Respondent contends that petitioner cannot meet the requirements
of section 177(a) because it was not taxable in 1983 and 1984
when its expenditures were incurred. Neither party cites court
opinions supporting its respective interpretations of section
177, and the issue appears to be one of first impression.
It is a well-settled principle that tax deductions are a
matter of legislative grace, and taxpayers must show that they
come squarely within the terms of the law conferring the benefit
sought. See Rule 142(a); INDOPCO, Inc. v. Commissioner, 503 U.S.
79, 84 (1992); New Colonial Ice Co. v. Helvering, 292 U.S. 435,
440 (1934); Welch v. Helvering, 290 U.S. 111, 115 (1933); Wilkins
v. Commissioner, 120 T.C. 109, 112 (2003). Further, in
interpreting a statute, as in the instant cases, we start as
always with the language of the statute itself. Consumer Prod.
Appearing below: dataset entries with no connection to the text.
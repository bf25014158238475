//! Error types for tile map generation

use std::fmt;

/// Errors that can occur during map configuration or generation
///
/// Out-of-range reads and writes are never errors; they return `None` or
/// do nothing.
#[derive(Debug, Clone, PartialEq)]
pub enum TileMapError {
    /// Configuration validation failed
    InvalidConfig(String),
    /// Requested grid dimensions are outside the supported range
    InvalidDimensions {
        /// Requested width in tiles
        width: usize,
        /// Requested height in tiles
        height: usize,
    },
    /// Generation was stopped through a [`CancelToken`](crate::CancelToken)
    Cancelled,
}

impl fmt::Display for TileMapError {
    fn fmt(&self, f: &mut fmt::Formatter<'_>) -> fmt::Result {
        match self {
            TileMapError::InvalidConfig(msg) => write!(f, "invalid configuration: {}", msg),
            TileMapError::InvalidDimensions { width, height } => {
                write!(f, "invalid map dimensions: {}x{}", width, height)
            }
            TileMapError::Cancelled => write!(f, "generation cancelled"),
        }
    }
}

impl std::error::Error for TileMapError {}

/// Result type alias for tile map operations
pub type Result<T> = std::result::Result<T, TileMapError>;
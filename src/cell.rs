//! Map tile structure

#[cfg(feature = "serde")]
use serde::{Deserialize, Serialize};

use crate::terrain::TerrainType;

/// A single tile of the map
///
/// `light` is an accumulator, not a flag: each unobstructed field-of-view
/// ray that samples the tile adds one unit, and an obstruction further along
/// a ray zeroes what that ray had lit. It is only reset when the tile is
/// rebuilt by a generation pass.
#[cfg_attr(feature = "serde", derive(Serialize, Deserialize))]
#[derive(Debug, Clone, PartialEq)]
pub struct Cell {
    /// Terrain of this tile (with its own, possibly shortened, glyph and colour lists)
    pub terrain: TerrainType,
    /// Accumulated light
    pub light: u32,
    /// Column
    pub x: i32,
    /// Row
    pub y: i32,
}

impl Cell {
    /// Create an unlit cell
    pub fn new(x: i32, y: i32, terrain: TerrainType) -> Self {
        Self {
            terrain,
            light: 0,
            x,
            y,
        }
    }

    /// Whether this tile stops line of sight
    #[inline]
    pub fn blocks_vision(&self) -> bool {
        self.terrain.blocks_vision
    }

    /// Whether this tile stops movement
    #[inline]
    pub fn blocks_movement(&self) -> bool {
        self.terrain.blocks_movement
    }

    /// Whether any light reached this tile
    #[inline]
    pub fn is_lit(&self) -> bool {
        self.light > 0
    }
}
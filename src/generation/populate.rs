//! Writing terrain into the grid
//!
//! Plain initialization asks a [`TerrainStrategy`] for every tile.
//! Region-driven population gives every region one terrain group, fills
//! interior tiles from that group and blends the groups of neighbouring
//! regions along region edges.

use std::collections::HashMap;

use crate::cell::Cell;
use crate::error::{Result, TileMapError};
use crate::grid::Grid;
use crate::random::{pick_index, RandomSource};
use crate::terrain::{filter_group, TerrainStrategy, TerrainType};

use super::partition::VoronoiSite;
use super::regions::RegionGraph;

/// Build a `width x height` grid with terrain chosen tile by tile
///
/// Tiles whose palette is empty receive [`TerrainType::void`].
pub fn populate_default(
    width: usize,
    height: usize,
    strategy: &dyn TerrainStrategy,
    rng: &mut dyn RandomSource,
) -> Grid {
    Grid::new(width, height, |x, y| {
        let palette = strategy.select_palette(x, y);
        let mut terrain = strategy
            .choose_terrain(&palette, x, y, rng)
            .unwrap_or_else(TerrainType::void);
        terrain.vary_appearance(rng);
        terrain
    })
}

/// Give every site one group drawn uniformly from `groups`, in site order
///
/// # Errors
///
/// Returns `InvalidConfig` if `groups` is empty.
pub fn assign_groups<'g, S>(
    sites: &[VoronoiSite],
    groups: &'g [S],
    rng: &mut dyn RandomSource,
) -> Result<HashMap<i32, &'g str>>
where
    S: AsRef<str>,
{
    if groups.is_empty() {
        return Err(TileMapError::InvalidConfig(
            "at least one terrain group is required".into(),
        ));
    }

    let mut assigned = HashMap::with_capacity(sites.len());
    for site in sites {
        if let Some(i) = pick_index(rng, groups.len()) {
            assigned.insert(site.id, groups[i].as_ref());
        }
    }
    Ok(assigned)
}

/// Overwrite region tiles with terrain from `palette`
///
/// Interior tiles draw from their region's group; a tile is left untouched
/// when that group has no palette entries. Edge tiles draw from the union
/// of their own group and the groups of every neighbouring region, or from
/// their own group alone when they only border the grid edge.
///
/// Each group enters an edge tile's candidate list once, however many
/// neighbouring regions share it, so a shared group is not weighted higher.
pub fn populate_regions(
    grid: &mut Grid,
    graph: &RegionGraph,
    region_groups: &HashMap<i32, &str>,
    palette: &[TerrainType],
    rng: &mut dyn RandomSource,
) {
    let group_of = |id: i32| region_groups.get(&id).copied();

    for region in graph.regions() {
        let Some(group) = group_of(region.id) else {
            continue;
        };

        let interior_palette = filter_group(palette, group);
        for cell in &region.interior_cells {
            place(grid, cell.x, cell.y, &interior_palette, rng);
        }

        for cell in &region.edge_cells {
            if cell.neighbour_region_ids.is_empty() {
                place(grid, cell.x, cell.y, &interior_palette, rng);
                continue;
            }

            let mut blended_groups = vec![group];
            for &neighbour in &cell.neighbour_region_ids {
                if let Some(other) = group_of(neighbour) {
                    if !blended_groups.contains(&other) {
                        blended_groups.push(other);
                    }
                }
            }
            let blended: Vec<&TerrainType> = blended_groups
                .iter()
                .flat_map(|g| filter_group(palette, g))
                .collect();
            place(grid, cell.x, cell.y, &blended, rng);
        }
    }
}

fn place(grid: &mut Grid, x: i32, y: i32, candidates: &[&TerrainType], rng: &mut dyn RandomSource) {
    let Some(i) = pick_index(rng, candidates.len()) else {
        return;
    };
    let mut terrain = candidates[i].clone();
    terrain.vary_appearance(rng);
    grid.set(Cell::new(x, y, terrain));
}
Safety Commn. v. GTE Sylvania, Inc., 447 U.S. 102, 108 (1980);
Fed. Home Loan Mortgage Corp. v. Commissioner, 121 T.C. ___, ___
(Sept. 4, 2003). We look to the legislative history primarily to
learn the purpose of the statute and to resolve any ambiguity in
the words contained in the text. Fed. Home Loan Mortgage Corp.
v. Commissioner, supra at ___; Wells Fargo & Co. v. Commissioner,
120 T.C. 69, 89 (2003); Allen v. Commissioner, 118 T.C. 1, 7
(2002). If the language of the statute is plain, clear, and
unambiguous, we generally apply it according to its terms.